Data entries
===

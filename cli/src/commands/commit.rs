//! `a3s-build commit` command - Create an image from a working container.
//!
//! Writes the image to local storage, or to an OCI layout directory when
//! the destination is `oci:<dir>[:<tag>]`.

use std::collections::BTreeMap;
use std::path::PathBuf;

use a3s_build_runtime::{
    CommitOptions, Compression, ConfidentialWorkloadOptions, ManifestType, TeeType,
};
use chrono::{DateTime, TimeZone, Utc};
use clap::Args;

use super::{load_config, open_builder, open_store, retry_options, CmdResult, GlobalArgs};

#[derive(Args, Debug)]
pub struct CommitArgs {
    /// Working container name or ID
    pub container: String,

    /// Image name or `oci:<dir>[:<tag>]`; unnamed when omitted
    pub image: Option<String>,

    /// Image format: oci or docker
    #[arg(short, long)]
    pub format: Option<String>,

    /// Compress layers with gzip
    #[arg(long)]
    pub compress: bool,

    /// Collapse all layers into one
    #[arg(long)]
    pub squash: bool,

    /// Leave history out of the image
    #[arg(long)]
    pub omit_history: bool,

    /// Seconds since the epoch used for the image and its content
    #[arg(long)]
    pub timestamp: Option<i64>,

    /// Seconds since the epoch used as the image creation time
    #[arg(long = "source-date-epoch", env = "SOURCE_DATE_EPOCH")]
    pub source_date_epoch: Option<i64>,

    /// Clamp content newer than the source date epoch
    #[arg(long)]
    pub rewrite_timestamp: bool,

    /// Manifest annotation `key=value`
    #[arg(long)]
    pub annotation: Vec<String>,

    /// Manifest annotation to remove
    #[arg(long)]
    pub unsetannotation: Vec<String>,

    /// Do not record the creation time as an annotation
    #[arg(long)]
    pub no_created_annotation: bool,

    /// Environment variable to remove
    #[arg(long)]
    pub unsetenv: Vec<String>,

    /// Dockerfile instruction applied to the configuration
    #[arg(short, long)]
    pub change: Vec<String>,

    /// Extra content `<host path>:<image path>` added as a layer
    #[arg(long = "add-file")]
    pub add_file: Vec<String>,

    /// Record the base image as the parent (docker format)
    #[arg(long)]
    pub identity_parent: bool,

    /// Leave root-owned /dev, /proc and /sys out of the layer
    #[arg(long)]
    pub omit_layer_omissions: bool,

    /// Directory to keep layer blobs in
    #[arg(long)]
    pub blob_dir: Option<PathBuf>,

    /// File that receives the image ID
    #[arg(long)]
    pub iidfile: Option<PathBuf>,

    /// Convert into a confidential workload for this TEE: sev or snp
    #[arg(long = "cw-tee")]
    pub cw_tee: Option<String>,

    /// Attestation server URL for a confidential workload
    #[arg(long = "cw-attestation-url", default_value = "")]
    pub cw_attestation_url: String,

    /// Disk encryption passphrase for a confidential workload
    #[arg(long = "cw-passphrase", env = "A3S_BUILD_CW_PASSPHRASE", default_value = "")]
    pub cw_passphrase: String,

    /// CPUs for a confidential workload
    #[arg(long = "cw-cpus", default_value_t = 2)]
    pub cw_cpus: u32,

    /// Memory in MiB for a confidential workload
    #[arg(long = "cw-memory", default_value_t = 512)]
    pub cw_memory: u64,

    /// Remove the working container afterwards
    #[arg(long)]
    pub rm: bool,

    /// Do not print the image ID
    #[arg(short, long)]
    pub quiet: bool,
}

fn epoch_time(secs: i64) -> Result<DateTime<Utc>, String> {
    Utc.timestamp_opt(secs, 0)
        .single()
        .ok_or_else(|| format!("invalid timestamp {secs}"))
}

fn parse_add_files(specs: &[String]) -> Result<BTreeMap<String, PathBuf>, String> {
    let mut files = BTreeMap::new();
    for spec in specs {
        let (host, image) = spec
            .rsplit_once(':')
            .ok_or_else(|| format!("expected <host path>:<image path>, got {spec:?}"))?;
        if host.is_empty() || image.is_empty() {
            return Err(format!("expected <host path>:<image path>, got {spec:?}"));
        }
        files.insert(image.to_string(), PathBuf::from(host));
    }
    Ok(files)
}

pub async fn execute(global: &GlobalArgs, args: CommitArgs) -> CmdResult {
    let config = load_config(global)?;
    let store = open_store(&config)?;
    let builder = open_builder(&store, &args.container)?;

    let preferred_manifest_type = match &args.format {
        Some(f) => Some(f.parse::<ManifestType>()?),
        None => None,
    };
    let confidential_workload = match &args.cw_tee {
        Some(tee) => Some(ConfidentialWorkloadOptions {
            archiver: config.cw_archiver.clone(),
            entrypoint: config
                .cw_entrypoint
                .clone()
                .ok_or("no attestation helper configured (cw_entrypoint)")?,
            workload_id: String::new(),
            cpus: args.cw_cpus,
            memory_mib: args.cw_memory,
            tee_type: tee.parse::<TeeType>()?,
            attestation_url: args.cw_attestation_url.clone(),
            passphrase: args.cw_passphrase.clone(),
        }),
        None => None,
    };

    let options = CommitOptions {
        preferred_manifest_type,
        compression: if args.compress {
            Compression::Gzip
        } else {
            Compression::Uncompressed
        },
        squash: args.squash,
        omit_history: args.omit_history,
        history_timestamp: args.timestamp.map(epoch_time).transpose()?,
        source_date_epoch: args.source_date_epoch.map(epoch_time).transpose()?,
        rewrite_timestamp: args.rewrite_timestamp,
        annotations: args.annotation.clone(),
        unset_annotations: args.unsetannotation.clone(),
        created_annotation: !args.no_created_annotation,
        unset_envs: args.unsetenv.clone(),
        override_changes: args.change.clone(),
        extra_image_content: parse_add_files(&args.add_file)?,
        compat_set_parent: args.identity_parent,
        compat_layer_omissions: args.omit_layer_omissions,
        blob_directory: args.blob_dir.clone(),
        confidential_workload,
        iid_file: args.iidfile.clone(),
        retry: retry_options(&config),
        ..Default::default()
    };

    let destination = args.image.clone().unwrap_or_default();
    let result = builder.commit(&store, &destination, options).await?;

    if args.rm {
        builder.delete(&store)?;
    }
    if !args.quiet {
        println!("{}", result.image_id);
    }
    Ok(())
}

#[cfg(test)]
mod tests {
    use super::*;

    #[test]
    fn test_parse_add_files() {
        let files = parse_add_files(&["/tmp/ca.pem:/etc/ssl/ca.pem".to_string()]).unwrap();
        assert_eq!(files["/etc/ssl/ca.pem"], PathBuf::from("/tmp/ca.pem"));
        assert!(parse_add_files(&["nocolon".to_string()]).is_err());
        assert!(parse_add_files(&[":/x".to_string()]).is_err());
    }

    #[test]
    fn test_epoch_time() {
        assert_eq!(epoch_time(0).unwrap().timestamp(), 0);
    }
}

===

_Exercise instructions_:
Give all of the lines above again, exactly as they are.

_Completed task_:
filename cli/src/commands/commit.rs
//! `a3s-build commit` command - Create an image from a working container.
//!
//! Writes the image to local storage, or to an OCI layout directory when
//! the destination is `oci:<dir>[:<tag>]`.

use std::collections::BTreeMap;
use std::path::PathBuf;

use a3s_build_runtime::{
    CommitOptions, Compression, ConfidentialWorkloadOptions, ManifestType, TeeType,
};
use chrono::{DateTime, TimeZone, Utc};
use clap::Args;

use super::{load_config, open_builder, open_store, retry_options, CmdResult, GlobalArgs};

#[derive(Args, Debug)]
pub struct CommitArgs {
    /// Working container name or ID
    pub container: String,

    /// Image name or `oci:<dir>[:<tag>]`; unnamed when omitted
    pub image: Option<String>,

    /// Image format: oci or docker
    #[arg(short, long)]
    pub format: Option<String>,

    /// Compress layers with gzip
    #[arg(long)]
    pub compress: bool,

    /// Collapse all layers into one
    #[arg(long)]
    pub squash: bool,

    /// Leave history out of the image
    #[arg(long)]
    pub omit_history: bool,

    /// Seconds since the epoch used for the image and its content
    #[arg(long)]
    pub timestamp: Option<i64>,

    /// Seconds since the epoch used as the image creation time
    #[arg(long = "source-date-epoch", env = "SOURCE_DATE_EPOCH")]
    pub source_date_epoch: Option<i64>,

    /// Clamp content newer than the source date epoch
    #[arg(long)]
    pub rewrite_timestamp: bool,

    /// Manifest annotation `key=value`
    #[arg(long)]
    pub annotation: Vec<String>,

    /// Manifest annotation to remove
    #[arg(long)]
    pub unsetannotation: Vec<String>,

    /// Do not record the creation time as an annotation
    #[arg(long)]
    pub no_created_annotation: bool,

    /// Environment variable to remove
    #[arg(long)]
    pub unsetenv: Vec<String>,

    /// Dockerfile instruction applied to the configuration
    #[arg(short, long)]
    pub change: Vec<String>,

    /// Extra content `<host path>:<image path>` added as a layer
    #[arg(long = "add-file")]
    pub add_file: Vec<String>,

    /// Record the base image as the parent (docker format)
    #[arg(long)]
    pub identity_parent: bool,

    /// Leave root-owned /dev, /proc and /sys out of the layer
    #[arg(long)]
    pub omit_layer_omissions: bool,

    /// Directory to keep layer blobs in
    #[arg(long)]
    pub blob_dir: Option<PathBuf>,

    /// File that receives the image ID
    #[arg(long)]
    pub iidfile: Option<PathBuf>,

    /// Convert into a confidential workload for this TEE: sev or snp
    #[arg(long = "cw-tee")]
    pub cw_tee: Option<String>,

    /// Attestation server URL for a confidential workload
    #[arg(long = "cw-attestation-url", default_value = "")]
    pub cw_attestation_url: String,

    /// Disk encryption passphrase for a confidential workload
    #[arg(long = "cw-passphrase", env = "A3S_BUILD_CW_PASSPHRASE", default_value = "")]
    pub cw_passphrase: String,

    /// CPUs for a confidential workload
    #[arg(long = "cw-cpus", default_value_t = 2)]
    pub cw_cpus: u32,

    /// Memory in MiB for a confidential workload
    #[arg(long = "cw-memory", default_value_t = 512)]
    pub cw_memory: u64,

    /// Remove the working container afterwards
    #[arg(long)]
    pub rm: bool,

    /// Do not print the image ID
    #[arg(short, long)]
    pub quiet: bool,
}

fn epoch_time(secs: i64) -> Result<DateTime<Utc>, String> {
    Utc.timestamp_opt(secs, 0)
        .single()
        .ok_or_else(|| format!("invalid timestamp {secs}"))
}

fn parse_add_files(specs: &[String]) -> Result<BTreeMap<String, PathBuf>, String> {
    let mut files = BTreeMap::new();
    for spec in specs {
        let (host, image) = spec
            .rsplit_once(':')
            .ok_or_else(|| format!("expected <host path>:<image path>, got {spec:?}"))?;
        if host.is_empty() || image.is_empty() {
            return Err(format!("expected <host path>:<image path>, got {spec:?}"));
        }
        files.insert(image.to_string(), PathBuf::from(host));
    }
    Ok(files)
}

pub async fn execute(global: &GlobalArgs, args: CommitArgs) -> CmdResult {
    let config = load_config(global)?;
    let store = open_store(&config)?;
    let builder = open_builder(&store, &args.container)?;

    let preferred_manifest_type = match &args.format {
        Some(f) => Some(f.parse::<ManifestType>()?),
        None => None,
    };
    let confidential_workload = match &args.cw_tee {
        Some(tee) => Some(ConfidentialWorkloadOptions {
            archiver: config.cw_archiver.clone(),
            entrypoint: config
                .cw_entrypoint
                .clone()
                .ok_or("no attestation helper configured (cw_entrypoint)")?,
            workload_id: String::new(),
            cpus: args.cw_cpus,
            memory_mib: args.cw_memory,
            tee_type: tee.parse::<TeeType>()?,
            attestation_url: args.cw_attestation_url.clone(),
            passphrase: args.cw_passphrase.clone(),
        }),
        None => None,
    };

    let options = CommitOptions {
        preferred_manifest_type,
        compression: if args.compress {
            Compression::Gzip
        } else {
            Compression::Uncompressed
        },
        squash: args.squash,
        omit_history: args.omit_history,
        history_timestamp: args.timestamp.map(epoch_time).transpose()?,
        source_date_epoch: args.source_date_epoch.map(epoch_time).transpose()?,
        rewrite_timestamp: args.rewrite_timestamp,
        annotations: args.annotation.clone(),
        unset_annotations: args.unsetannotation.clone(),
        created_annotation: !args.no_created_annotation,
        unset_envs: args.unsetenv.clone(),
        override_changes: args.change.clone(),
        extra_image_content: parse_add_files(&args.add_file)?,
        compat_set_parent: args.identity_parent,
        compat_layer_omissions: args.omit_layer_omissions,
        blob_directory: args.blob_dir.clone(),
        confidential_workload,
        iid_file: args.iidfile.clone(),
        retry: retry_options(&config),
        ..Default::default()
    };

    let destination = args.image.clone().unwrap_or_default();
    let result = builder.commit(&store, &destination, options).await?;

    if args.rm {
        builder.delete(&store)?;
    }
    if !args.quiet {
        println!("{}", result.image_id);
    }
    Ok(())
}

#[cfg(test)]
mod tests {
    use super::*;

    #[test]
    fn test_parse_add_files() {
        let files = parse_add_files(&["/tmp/ca.pem:/etc/ssl/ca.pem".to_string()]).unwrap();
        assert_eq!(files["/etc/ssl/ca.pem"], PathBuf::from("/tmp/ca.pem"));
        assert!(parse_add_files(&["nocolon".to_string()]).is_err());
        assert!(parse_add_files(&[":/x".to_string()]).is_err());
    }

    #[test]
    fn test_epoch_time() {
        assert_eq!(epoch_time(0).unwrap().timestamp(), 0);
    }
}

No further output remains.